* [YOUR TASK]: Set down, please, exactly the lines below that run from the line with "#[derive(Debug, Clone, Copy, Default, PartialEq, Eq)]" to the line with "set of rows.", both lines included.

* [WORKING DATA]:

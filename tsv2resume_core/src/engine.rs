use tracing::debug;

use crate::ResumeError;
use crate::ResumeResult;
use crate::builder::build_sections;
use crate::config::ResumeConfig;
use crate::model::RawRow;
use crate::model::Sections;
use crate::page::render_page;
use crate::render::render;

/// What a conversion writes.
#[derive(Debug, Clone, Copy, Default, PartialEq, Eq)]
#[non_exhaustive]
pub enum OutputKind {
	/// A complete page: the rendered body wrapped in the page shell.
	#[default]
	Html,
	/// The section tree as pretty-printed JSON.
	Json,
}

/// Result of converting a set of rows.
#[derive(Debug)]
pub struct Conversion {
	/// The section tree the output was rendered from.
	pub sections: Sections,
	/// The text to write.
	pub output: String,
}

/// Run the whole pipeline: build sections from `rows`, then render them as
/// `kind`.
pub fn convert(
	rows: &[RawRow],
	title: &str,
	config: &ResumeConfig,
	kind: OutputKind,
) -> ResumeResult<Conversion> {
	let sections = build_sections(rows);

	let output = match kind {
		OutputKind::Html => {
			let body = render(title, &sections, &config.render_options());
			let shell = config.load_template()?;
			render_page(title, &body, shell.as_deref())?
		}
		OutputKind::Json => sections_to_json(&sections)?,
	};

	debug!(sections = sections.len(), bytes = output.len(), ?kind, "rendered output");
	Ok(Conversion { sections, output })
}

/// Serialize the section tree as pretty-printed JSON.
pub fn sections_to_json(sections: &Sections) -> ResumeResult<String> {
	let mut json =
		serde_json::to_string_pretty(sections).map_err(|e| ResumeError::Serialize(e.to_string()))?;
	json.push('\n');

	Ok(json)
}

* [RESPONSE AREA]:
#[derive(Debug, Clone, Copy, Default, PartialEq, Eq)]
#[non_exhaustive]
pub enum OutputKind {
	/// A complete page: the rendered body wrapped in the page shell.
	#[default]
	Html,
	/// The section tree as pretty-printed JSON.
	Json,
}

/// Result of converting a set of rows.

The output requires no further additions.